His claims are quickly debunked in the article, as the true reason is, obviously, protecting their IP and subscription model
His claims are quickly debunked in the article, as the true reason is, obviously, protecting their IP and subscription model
I personally love how they gave ink cartridges the ability to execute arbitrary code. Not like there are ways for them to have a signed hash or something that could do the same amount of validation, but actual code. That’s HP’s fuckup, not ours.
It wasn’t quite that; there was a buffer overflow in the code that was talking to the ink cartridge. So a malicious ink cartridge could in fact take over your printer. Of course, a web page you visit could in fact take over your browser and that’s a much more realistic threat vector, and somehow we’ve survived all this time without limiting ourselves to HP-sponsored and security-assured web pages with a healthy cut of profit going to HP from every visit.
So the flaw is in the printer or driver, and HP has just admitted to shipping an insecure, nay negligently dangerous, product to consumers?
In the 90s, they shipped recovery CDs with viruses baked in. Knowingly shipping destructive code and hardware is kinda HP’s thing.

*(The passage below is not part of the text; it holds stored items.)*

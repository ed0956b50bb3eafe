//! 認証情報とリージョンの解決

use aws_config::environment::EnvironmentVariableRegionProvider;
use aws_config::imds;
use aws_config::meta::region::RegionProviderChain;
use aws_config::profile::ProfileFileRegionProvider;
use aws_config::{BehaviorVersion, Region, SdkConfig};
use ecrlogin_core::{LoginError, Result};
use serde::Deserialize;
use std::time::Duration;

const IDENTITY_DOCUMENT_PATH: &str = "/latest/dynamic/instance-identity/document";
const METADATA_DISABLED_ENV: &str = "AWS_EC2_METADATA_DISABLED";

/// インスタンスメタデータからのリージョン取得結果
#[derive(Debug, Clone, PartialEq, Eq)]
pub enum RegionLookup {
    /// EC2 上で実行中。identity document のリージョン
    Found { region: String },
    /// メタデータサービスが無い、または document を読めなかった
    NotAvailable,
}

/// EC2 instance identity document のうち必要な部分
#[derive(Debug, Deserialize)]
struct IdentityDocument {
    region: String,
}

/// identity document からリージョンを取り出す
pub fn parse_identity_document(document: &str) -> RegionLookup {
    match serde_json::from_str::<IdentityDocument>(document) {
        Ok(doc) if !doc.region.is_empty() => RegionLookup::Found { region: doc.region },
        Ok(_) => RegionLookup::NotAvailable,
        Err(e) => {
            tracing::debug!("Failed to parse instance identity document: {}", e);
            RegionLookup::NotAvailable
        }
    }
}

/// IMDS から instance identity document を読む
///
/// 失敗はしない。EC2 の外では `NotAvailable` が普通の結果になる。
pub async fn lookup_instance_region() -> RegionLookup {
    if metadata_disabled(std::env::var(METADATA_DISABLED_ENV).ok().as_deref()) {
        tracing::debug!("{} is set, skipping instance metadata", METADATA_DISABLED_ENV);
        return RegionLookup::NotAvailable;
    }

    let client = imds::Client::builder()
        .max_attempts(1)
        .connect_timeout(Duration::from_secs(1))
        .read_timeout(Duration::from_secs(1))
        .build();

    match client.get(IDENTITY_DOCUMENT_PATH).await {
        Ok(document) => parse_identity_document(document.as_ref()),
        Err(e) => {
            tracing::debug!("Instance metadata not available: {}", e);
            RegionLookup::NotAvailable
        }
    }
}

fn metadata_disabled(value: Option<&str>) -> bool {
    value.is_some_and(|v| v.eq_ignore_ascii_case("true"))
}

/// 環境変数 → 共有 config ファイルの順でリージョンを探すチェーン
///
/// IMDS は `lookup_instance_region` で確認済みなので含めない。
fn fallback_region_chain() -> RegionProviderChain {
    RegionProviderChain::first_try(EnvironmentVariableRegionProvider::new())
        .or_else(ProfileFileRegionProvider::new())
}

/// SDK の共通設定を読み込む
///
/// インスタンスメタデータのリージョンが最優先。
/// 見つからなければ環境変数と共有 config ファイルで決める。
pub async fn load_sdk_config(lookup: RegionLookup) -> Result<SdkConfig> {
    let mut loader = aws_config::defaults(BehaviorVersion::latest());

    match lookup {
        RegionLookup::Found { region } => {
            tracing::debug!("Using region {} from instance metadata", region);
            loader = loader.region(Region::new(region));
        }
        RegionLookup::NotAvailable => {
            tracing::debug!("Falling back to environment / profile region resolution");
            loader = loader.region(fallback_region_chain());
        }
    }

    let config = loader.load().await;

    if config.region().is_none() {
        return Err(LoginError::SessionInit(
            "no region could be resolved; set AWS_REGION or configure a default region"
                .to_string(),
        ));
    }

    Ok(config)
}

#[cfg(test)]
mod tests {
    use super::*;

    #[test]
    fn test_parse_identity_document() {
        let document = r#"{
            "accountId": "123456789012",
            "architecture": "x86_64",
            "availabilityZone": "ap-northeast-1a",
            "imageId": "ami-0123456789abcdef0",
            "instanceId": "i-0123456789abcdef0",
            "instanceType": "t3.micro",
            "privateIp": "10.0.0.10",
            "region": "ap-northeast-1",
            "version": "2017-09-30"
        }"#;
        assert_eq!(
            parse_identity_document(document),
            RegionLookup::Found {
                region: "ap-northeast-1".to_string()
            }
        );
    }

    #[test]
    fn test_parse_identity_document_garbage() {
        assert_eq!(
            parse_identity_document("<html>not found</html>"),
            RegionLookup::NotAvailable
        );
    }

    #[test]
    fn test_parse_identity_document_missing_region() {
        assert_eq!(
            parse_identity_document(r#"{"accountId": "123456789012"}"#),
            RegionLookup::NotAvailable
        );
        assert_eq!(
            parse_identity_document(r#"{"region": ""}"#),
            RegionLookup::NotAvailable
        );
    }

    #[test]
    fn test_metadata_disabled() {
        assert!(metadata_disabled(Some("true")));
        assert!(metadata_disabled(Some("TRUE")));
        assert!(!metadata_disabled(Some("false")));
        assert!(!metadata_disabled(None));
    }

    #[tokio::test]
    async fn test_load_sdk_config_falls_back_to_env_region() {
        let temp_dir = tempfile::tempdir().unwrap();
        let no_config = temp_dir.path().join("no-config");

        let config = temp_env::async_with_vars(
            [
                ("AWS_REGION", Some("us-west-2".to_string())),
                ("AWS_CONFIG_FILE", Some(no_config.display().to_string())),
            ],
            load_sdk_config(RegionLookup::NotAvailable),
        )
        .await
        .unwrap();
        assert_eq!(config.region().map(|r| r.as_ref()), Some("us-west-2"));
    }

    #[tokio::test]
    async fn test_load_sdk_config_without_region() {
        let temp_dir = tempfile::tempdir().unwrap();
        let no_file = temp_dir.path().join("no-file").display().to_string();

        // IMDS は到達不能なポートを指しておく
        let result = temp_env::async_with_vars(
            [
                ("AWS_REGION", None),
                ("AWS_DEFAULT_REGION", None),
                ("AWS_PROFILE", None),
                ("AWS_CONFIG_FILE", Some(no_file.clone())),
                ("AWS_SHARED_CREDENTIALS_FILE", Some(no_file)),
                (
                    "AWS_EC2_METADATA_SERVICE_ENDPOINT",
                    Some("http://127.0.0.1:9".to_string()),
                ),
            ],
            load_sdk_config(RegionLookup::NotAvailable),
        )
        .await;

        assert!(matches!(result, Err(LoginError::SessionInit(_))));
    }

    #[tokio::test]
    async fn test_load_sdk_config_pins_found_region() {
        let config = load_sdk_config(RegionLookup::Found {
            region: "eu-west-1".to_string(),
        })
        .await
        .unwrap();
        assert_eq!(config.region().map(|r| r.as_ref()), Some("eu-west-1"));
    }
}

I’ve not heard about this. Does anyone have a link to share? Can’t find one myself
This was 95ish. We were under strict orders not to confirm it. HP worked hard to keep it under wraps. Now layer on the fact the web was still in its infancy, you likely won’t find a whole lot about it.
They all have flaws, that’s ostensibly why they also provide firmware updates. I think it’s likely their software team even fixed the original flaw while their make more money team extended it into locking down products even more.
well that makes a bit more sense, thanks for clearing it up. Still stupid, but not as bad as I had been lead to believe.